═══ RECORDS PROVIDED ═══

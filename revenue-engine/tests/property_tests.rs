//! Property tests over generated billing data
//!
//! Whatever the input, findings never carry negative money and derived goal
//! fields stay consistent with the charges they came from.

use chrono::{Duration, NaiveDate, Utc};
use proptest::prelude::*;
use revenue_engine::contracts::{ContractAnalyzer, ContractRequest};
use revenue_engine::goals::GoalTracker;
use revenue_engine::leakage::{LeakageDetector, LeakageRequest};
use revenue_engine::*;
use rust_decimal::Decimal;
use std::collections::BTreeSet;
use std::sync::Arc;
use uuid::Uuid;

const CODES: [&str; 6] = ["98940", "98941", "99213", "97140", "97110", "97014"];

fn start() -> NaiveDate {
    NaiveDate::from_ymd_opt(2024, 1, 1).unwrap()
}

fn range() -> DateRange {
    DateRange::new(start(), NaiveDate::from_ymd_opt(2024, 3, 31).unwrap()).unwrap()
}

fn arb_charge() -> impl Strategy<Value = Charge> {
    (0usize..CODES.len(), 0i64..90, 0i64..50_000, 0i64..100, 1u32..4).prop_map(
        |(code, day, cents, adjustment_pct, units)| {
            let fee = Decimal::new(cents, 2);
            Charge {
                id: Uuid::new_v4(),
                organization_id: Uuid::nil(),
                encounter_id: None,
                patient_id: Uuid::new_v4(),
                provider_id: Uuid::nil(),
                payer_id: None,
                code: CODES.get(code).copied().unwrap_or("98940").to_string(),
                service_date: start() + Duration::days(day),
                fee,
                units,
                modifiers: BTreeSet::new(),
                adjustment: (fee * Decimal::new(adjustment_pct, 2)).round_dp(2),
                balance: Decimal::ZERO,
                status: ChargeStatus::Billed,
            }
        },
    )
}

fn arb_claim(payer_id: Uuid) -> impl Strategy<Value = Claim> {
    (1i64..100_000, 0i64..=100, 0i64..90, any::<bool>()).prop_map(move |(cents, paid_pct, day, denied)| {
        let billed = Decimal::new(cents, 2);
        let paid = if denied {
            Decimal::ZERO
        } else {
            (billed * Decimal::new(paid_pct, 2)).round_dp(2)
        };
        Claim {
            id: Uuid::new_v4(),
            organization_id: Uuid::nil(),
            payer_id,
            patient_id: Uuid::new_v4(),
            provider_id: Uuid::nil(),
            total_charged: billed,
            total_allowed: paid,
            total_paid: paid,
            status: if denied { ClaimStatus::Denied } else { ClaimStatus::Paid },
            submission_date: Some(start() + Duration::days(day)),
            payment_date: None,
            lines: Vec::new(),
        }
    })
}

proptest! {
    #[test]
    fn prop_leakage_amounts_are_never_negative(charges in prop::collection::vec(arb_charge(), 0..60)) {
        let detector = LeakageDetector::new(
            Arc::new(EngineConfig::default()),
            Arc::new(BenchmarkTables::standard()),
        );
        let snapshot = RevenueSnapshot { charges, ..RevenueSnapshot::default() };
        let as_of = NaiveDate::from_ymd_opt(2024, 3, 31).unwrap();
        let report = detector.detect(&snapshot, &LeakageRequest::default(), range(), as_of, Utc::now());

        for finding in &report.findings {
            prop_assert!(finding.amount >= Decimal::ZERO);
            prop_assert!(finding.annual_impact >= finding.amount);
        }
        prop_assert_eq!(report.summary.total_findings, report.findings.len());
    }

    #[test]
    fn prop_contract_opportunities_are_non_negative(
        claims in prop::collection::vec(arb_claim(Uuid::from_u128(7)), 10..40),
    ) {
        let analyzer = ContractAnalyzer::new(
            Arc::new(EngineConfig::default()),
            Arc::new(BenchmarkTables::standard()),
        );
        let snapshot = RevenueSnapshot { claims, ..RevenueSnapshot::default() };
        let report = analyzer.analyze(&snapshot, &ContractRequest::default(), range(), Utc::now());

        for card in &report.scorecards {
            prop_assert!(card.reimbursement_rate >= Decimal::ZERO);
            prop_assert!(card.reimbursement_rate <= Decimal::ONE_HUNDRED);
            prop_assert!(card.opportunity_value >= Decimal::ZERO);
        }
        for opportunity in &report.opportunities {
            prop_assert!(opportunity.estimated_value >= Decimal::ZERO);
        }
    }

    #[test]
    fn prop_goal_variance_reconciles(
        charges in prop::collection::vec(arb_charge(), 0..40),
        target_cents in 1i64..10_000_000,
        day in 0i64..120,
    ) {
        let goal = RevenueGoal {
            id: Uuid::new_v4(),
            organization_id: Uuid::nil(),
            name: "Q1".to_string(),
            period: GoalPeriod::Quarterly,
            start_date: start(),
            end_date: NaiveDate::from_ymd_opt(2024, 3, 31).unwrap(),
            target_amount: Decimal::new(target_cents, 2),
            actual_amount: Decimal::ZERO,
            variance: Decimal::ZERO,
            percent_achieved: Decimal::ZERO,
            on_track: false,
            pace_on_track: false,
            active: true,
            updated_at: None,
        };
        let progress = GoalTracker::recompute(&goal, &charges, start() + Duration::days(day));

        prop_assert!(progress.actual_amount >= Decimal::ZERO);
        prop_assert_eq!(progress.variance, progress.actual_amount - progress.target_amount);
        prop_assert_eq!(progress.on_track, progress.variance >= Decimal::ZERO);
        prop_assert_eq!(progress.on_track, progress.actual_amount >= progress.target_amount);
    }
}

═══

A faithful transcription of all the material is what this exercise calls for.

filename revenue-engine/tests/property_tests.rs
//! Property tests over generated billing data
//!
//! Whatever the input, findings never carry negative money and derived goal
//! fields stay consistent with the charges they came from.

use chrono::{Duration, NaiveDate, Utc};
use proptest::prelude::*;
use revenue_engine::contracts::{ContractAnalyzer, ContractRequest};
use revenue_engine::goals::GoalTracker;
use revenue_engine::leakage::{LeakageDetector, LeakageRequest};
use revenue_engine::*;
use rust_decimal::Decimal;
use std::collections::BTreeSet;
use std::sync::Arc;
use uuid::Uuid;

const CODES: [&str; 6] = ["98940", "98941", "99213", "97140", "97110", "97014"];

fn start() -> NaiveDate {
    NaiveDate::from_ymd_opt(2024, 1, 1).unwrap()
}

fn range() -> DateRange {
    DateRange::new(start(), NaiveDate::from_ymd_opt(2024, 3, 31).unwrap()).unwrap()
}

fn arb_charge() -> impl Strategy<Value = Charge> {
    (0usize..CODES.len(), 0i64..90, 0i64..50_000, 0i64..100, 1u32..4).prop_map(
        |(code, day, cents, adjustment_pct, units)| {
            let fee = Decimal::new(cents, 2);
            Charge {
                id: Uuid::new_v4(),
                organization_id: Uuid::nil(),
                encounter_id: None,
                patient_id: Uuid::new_v4(),
                provider_id: Uuid::nil(),
                payer_id: None,
                code: CODES.get(code).copied().unwrap_or("98940").to_string(),
                service_date: start() + Duration::days(day),
                fee,
                units,
                modifiers: BTreeSet::new(),
                adjustment: (fee * Decimal::new(adjustment_pct, 2)).round_dp(2),
                balance: Decimal::ZERO,
                status: ChargeStatus::Billed,
            }
        },
    )
}

fn arb_claim(payer_id: Uuid) -> impl Strategy<Value = Claim> {
    (1i64..100_000, 0i64..=100, 0i64..90, any::<bool>()).prop_map(move |(cents, paid_pct, day, denied)| {
        let billed = Decimal::new(cents, 2);
        let paid = if denied {
            Decimal::ZERO
        } else {
            (billed * Decimal::new(paid_pct, 2)).round_dp(2)
        };
        Claim {
            id: Uuid::new_v4(),
            organization_id: Uuid::nil(),
            payer_id,
            patient_id: Uuid::new_v4(),
            provider_id: Uuid::nil(),
            total_charged: billed,
            total_allowed: paid,
            total_paid: paid,
            status: if denied { ClaimStatus::Denied } else { ClaimStatus::Paid },
            submission_date: Some(start() + Duration::days(day)),
            payment_date: None,
            lines: Vec::new(),
        }
    })
}

proptest! {
    #[test]
    fn prop_leakage_amounts_are_never_negative(charges in prop::collection::vec(arb_charge(), 0..60)) {
        let detector = LeakageDetector::new(
            Arc::new(EngineConfig::default()),
            Arc::new(BenchmarkTables::standard()),
        );
        let snapshot = RevenueSnapshot { charges, ..RevenueSnapshot::default() };
        let as_of = NaiveDate::from_ymd_opt(2024, 3, 31).unwrap();
        let report = detector.detect(&snapshot, &LeakageRequest::default(), range(), as_of, Utc::now());

        for finding in &report.findings {
            prop_assert!(finding.amount >= Decimal::ZERO);
            prop_assert!(finding.annual_impact >= finding.amount);
        }
        prop_assert_eq!(report.summary.total_findings, report.findings.len());
    }

    #[test]
    fn prop_contract_opportunities_are_non_negative(
        claims in prop::collection::vec(arb_claim(Uuid::from_u128(7)), 10..40),
    ) {
        let analyzer = ContractAnalyzer::new(
            Arc::new(EngineConfig::default()),
            Arc::new(BenchmarkTables::standard()),
        );
        let snapshot = RevenueSnapshot { claims, ..RevenueSnapshot::default() };
        let report = analyzer.analyze(&snapshot, &ContractRequest::default(), range(), Utc::now());

        for card in &report.scorecards {
            prop_assert!(card.reimbursement_rate >= Decimal::ZERO);
            prop_assert!(card.reimbursement_rate <= Decimal::ONE_HUNDRED);
            prop_assert!(card.opportunity_value >= Decimal::ZERO);
        }
        for opportunity in &report.opportunities {
            prop_assert!(opportunity.estimated_value >= Decimal::ZERO);
        }
    }

    #[test]
    fn prop_goal_variance_reconciles(
        charges in prop::collection::vec(arb_charge(), 0..40),
        target_cents in 1i64..10_000_000,
        day in 0i64..120,
    ) {
        let goal = RevenueGoal {
            id: Uuid::new_v4(),
            organization_id: Uuid::nil(),
            name: "Q1".to_string(),
            period: GoalPeriod::Quarterly,
            start_date: start(),
            end_date: NaiveDate::from_ymd_opt(2024, 3, 31).unwrap(),
            target_amount: Decimal::new(target_cents, 2),
            actual_amount: Decimal::ZERO,
            variance: Decimal::ZERO,
            percent_achieved: Decimal::ZERO,
            on_track: false,
            pace_on_track: false,
            active: true,
            updated_at: None,
        };
        let progress = GoalTracker::recompute(&goal, &charges, start() + Duration::days(day));

        prop_assert!(progress.actual_amount >= Decimal::ZERO);
        prop_assert_eq!(progress.variance, progress.actual_amount - progress.target_amount);
        prop_assert_eq!(progress.on_track, progress.variance >= Decimal::ZERO);
        prop_assert_eq!(progress.on_track, progress.actual_amount >= progress.target_amount);
    }
}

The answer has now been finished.